To keep acute services at Daisy Hill Hospital in Newry an additional £1m was given by central government - yet this is to service an area with a population of 171,600, a miserly £5.82 per person. The total investment package to health services throughout Northern Ireland announced in June was £9.5m, £1.5m less than the money given to keep a non-functioning assembly and absentee executive. It doesn’t bring a smile to my face.

However, let’s be fair, the impasse is not the fault of all the political parties. Blame lies firmly at the doors of both Sinn Féin and the DUP. Naturally both parties blame each other for the breakdown.

Yet this crisis or rather paralysis cannot be allowed to continue. It is a complete abnegation of responsibility to allow Northern Ireland to drift into some kind of political abyss and continue to claim full salaries. If the secretary of state can’t or won’t act, then the political parties could and should take action themselves and invite their individual MLAs to donate the proportion of the proposed reduction of salary in the Reaney report to local charities or local community groups of their choice. That would be an act of leadership and self-discipline that would go beyond woolly words of regret and sympathy to the public.

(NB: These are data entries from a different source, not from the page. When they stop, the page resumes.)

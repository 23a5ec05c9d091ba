use std::collections::BTreeMap;

use serde::{Deserialize, Serialize};

use crate::models::document::{Command, Document};

/// Where a search result came from.
#[derive(Debug, Clone, Copy, Default, PartialEq, Eq, Serialize, Deserialize)]
#[serde(rename_all = "lowercase")]
pub enum ResultSource {
    /// A ranked catalog document.
    #[default]
    Catalog,
    /// A library registry entry presented as a document.
    Library,
}

/// A catalog document together with its relevance score for one query.
#[derive(Debug, Clone, PartialEq, Serialize, Deserialize)]
pub struct ScoredDocument {
    #[serde(flatten)]
    pub document: Document,
    pub score: u32,
    #[serde(default)]
    pub source: ResultSource,
}

impl ScoredDocument {
    /// Page rendering this result.
    pub fn href(&self) -> String {
        match self.source {
            ResultSource::Catalog => format!("/docs/{}", self.document.id),
            ResultSource::Library => format!("/libraries/{}", self.document.id),
        }
    }
}

/// Query string accepted by every search-like endpoint.
#[derive(Debug, Clone, Default, PartialEq, Deserialize)]
pub struct SearchQuery {
    /// Absent `q` is treated as an empty query.
    #[serde(default)]
    pub q: String,
}

impl SearchQuery {
    /// Build from raw query-string pairs. `q` is only honoured when it
    /// appears exactly once; absent or repeated `q` becomes the empty query.
    pub fn from_pairs(pairs: &[(String, String)]) -> Self {
        let mut values = pairs.iter().filter(|(key, _)| key == "q");
        let q = match (values.next(), values.next()) {
            (Some((_, value)), None) => value.clone(),
            _ => String::new(),
        };
        Self { q }
    }
}

#[derive(Debug, Clone, PartialEq, Serialize, Deserialize)]
pub struct SuggestionsResponse {
    pub suggestions: Vec<String>,
}

/// Body of one language inside the `/api/search` response.
#[derive(Debug, Clone, PartialEq, Serialize, Deserialize)]
pub struct LanguageMatch {
    pub commands: Vec<Command>,
    pub documentation: String,
}

#[derive(Debug, Clone, PartialEq, Serialize, Deserialize)]
pub struct LanguageSearchResponse {
    pub languages: BTreeMap<String, LanguageMatch>,
}
use axum::extract::{Path, State};
use axum::Json;

use crate::error::AppError;
use crate::models::document::{Document, DocumentSummary, Library};
use crate::state::AppState;

/// `GET /api/catalog` — one summary per document, in catalog order.
pub async fn list_catalog_handler(State(state): State<AppState>) -> Json<Vec<DocumentSummary>> {
    Json(state.catalog.documents.iter().map(Document::summary).collect())
}

/// `GET /api/catalog/{id}`
pub async fn get_document_handler(
    State(state): State<AppState>,
    Path(id): Path<String>,
) -> Result<Json<Document>, AppError> {
    state
        .catalog
        .find_document(&id)
        .cloned()
        .map(Json)
        .ok_or_else(|| AppError::NotFound(format!("Document '{}' not found", id)))
}

/// `GET /api/libraries`
pub async fn list_libraries_handler(State(state): State<AppState>) -> Json<Vec<Library>> {
    Json(state.catalog.libraries.clone())
}

/// `GET /api/libraries/{id}`
pub async fn get_library_handler(
    State(state): State<AppState>,
    Path(id): Path<String>,
) -> Result<Json<Library>, AppError> {
    state
        .catalog
        .find_library(&id)
        .cloned()
        .map(Json)
        .ok_or_else(|| AppError::NotFound(format!("Library '{}' not found", id)))
}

For Sinn Féin that means not siphoning off part of their MLAs salaries to party coffers but to public organisations working in local communities.

Needless to say, the Speaker's salary should be cut to that of an MLA until the role has a full purpose. Tours of Stormont can be left to the staff.

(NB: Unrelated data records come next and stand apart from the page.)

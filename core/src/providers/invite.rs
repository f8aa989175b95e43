//! Invite repository trait.

use crate::error::Result;
use crate::types::{InsertOutcome, Invite, NewInvite};
use async_trait::async_trait;

/// Guest list storage.
#[async_trait]
pub trait InviteRepository: Send + Sync {
    /// Insert an invite unless one with the same `invite_key` exists.
    ///
    /// Each call is its own atomic unit. An existing key is not an error.
    ///
    /// # Errors
    ///
    /// Returns `RsvpError::Persistence` if the store fails.
    async fn insert_invite_if_absent(&self, invite: &NewInvite) -> Result<InsertOutcome>;

    /// List invites by import time, then id.
    ///
    /// # Errors
    ///
    /// Returns `RsvpError::Persistence` if the store fails.
    async fn list_invites(&self) -> Result<Vec<Invite>>;
}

As someone who interacts with MLAs across the political spectrum much of the work they do is representational and it’s not as if they are sitting at home watching the Jeremy Vine show. Though there may be a few notable exceptions to that statement as some of the 90 MLAs seem to be operating in such a low key way that they are like undercover Christians in Yemen.

Clearly many MLAs are frustrated that the public doesn’t see much of their work and that some are reduced to commentary roles in the media.

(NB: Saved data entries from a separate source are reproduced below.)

//! Invite importer.

use crate::error::Result;
use crate::import::{ImportRow, parse_invite_rows};
use crate::matching::InviteNameMatching;
use crate::providers::InviteRepository;
use crate::types::{ImportSummary, InsertOutcome, NewInvite};
use std::sync::Arc;

/// Loads guest lists, skipping rows that are already present.
///
/// Importing the same file twice leaves the invite table unchanged the
/// second time. Rows are inserted one by one; a store failure part way
/// through keeps the rows already written.
#[derive(Clone)]
pub struct InviteImporter {
    invites: Arc<dyn InviteRepository>,
    matching: InviteNameMatching,
}

impl InviteImporter {
    /// Create an importer over `invites`.
    ///
    /// `matching` must stay the same for the life of a database: keys
    /// stored under one mode are not recomputed when it changes.
    #[must_use]
    pub fn new(invites: Arc<dyn InviteRepository>, matching: InviteNameMatching) -> Self {
        Self { invites, matching }
    }

    /// Matching mode in use.
    #[must_use]
    pub const fn matching(&self) -> InviteNameMatching {
        self.matching
    }

    /// Import an uploaded guest list.
    ///
    /// Every data row is counted exactly once, as inserted or skipped.
    ///
    /// # Errors
    ///
    /// Returns error if:
    /// - The header row is unreadable → `RsvpError::Validation`, nothing written
    /// - The store fails → `RsvpError::Persistence`; earlier rows stay written
    #[tracing::instrument(skip_all, fields(bytes = data.len(), matching = %self.matching))]
    pub async fn import(&self, data: &[u8]) -> Result<ImportSummary> {
        let rows = parse_invite_rows(data)?;
        let mut summary = ImportSummary::default();

        for row in rows {
            match row {
                ImportRow::Candidate { invite_name, phone } => {
                    let invite = NewInvite {
                        invite_key: self.matching.key(&invite_name),
                        invite_name,
                        phone,
                    };
                    match self.invites.insert_invite_if_absent(&invite).await? {
                        InsertOutcome::Inserted => summary.record_inserted(),
                        InsertOutcome::AlreadyPresent => {
                            tracing::debug!(invite_name = %invite.invite_name, "Skipping invite already on the list");
                            summary.record_duplicate();
                        }
                    }
                }
                ImportRow::MissingName { line } => {
                    tracing::debug!(line, "Skipping row without a name");
                    summary.record_missing_name();
                }
                ImportRow::Malformed { line, reason } => {
                    tracing::warn!(?line, %reason, "Skipping unreadable row");
                    summary.record_malformed();
                }
            }
        }

        tracing::info!(
            inserted = summary.inserted,
            skipped = summary.skipped,
            duplicates = summary.duplicates,
            missing_name = summary.missing_name,
            malformed = summary.malformed,
            "Invite import finished"
        );
        Ok(summary)
    }
}

impl std::fmt::Debug for InviteImporter {
    fn fmt(&self, f: &mut std::fmt::Formatter<'_>) -> std::fmt::Result {
        f.debug_struct("InviteImporter")
            .field("matching", &self.matching)
            .finish_non_exhaustive()
    }
}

An unintended consequence of not having an assembly is the lack of contact our divided politicians have with each other. Proximity to each other at Stormont actually developed trust and created more understanding between various political representatives that transcended party loyalties when working on areas of mutual interest. Fear and mistrust abated, though it must be said for some that was only on the surface. Advisers and spads had to develop working relationships with their counterparts too. All of these eased tensions - when it worked.

It is for this reason the assembly needs a reboot. Trust is clearly gone; leadership teams have changed, and relationships are at an all-time low. The St Andrews Agreement bastardised the Good Friday Agreement and this has led directly to the kind of entrenchment we are now witnessing. The principles of the Good Friday Agreement were sound, its scaffolding was to quote Mark Durkan “ugly”.

A reboot is necessary if we are not to enter a permanent state of political stagnation. In the lead up to devolution we had the shared space of the Northern Ireland Forum and twice prior to devolution and its restoration we had the ‘shadow' assembly and ‘transitional’ assembly. Something similar is now needed. Shared space whereby political parties and more importantly their newer members can learn how to engage and discuss. Space whereby personal contacts can be re-established and the seeds of trust resown.

Most MLAs want to get back to work, their problem is how? All the parties but particularly the DUP and Sinn Féin need to repay the trust of an increasingly unenthusiastic electorate. Soon non-voters will outnumber voters and that type of disengagement serves no purpose at all.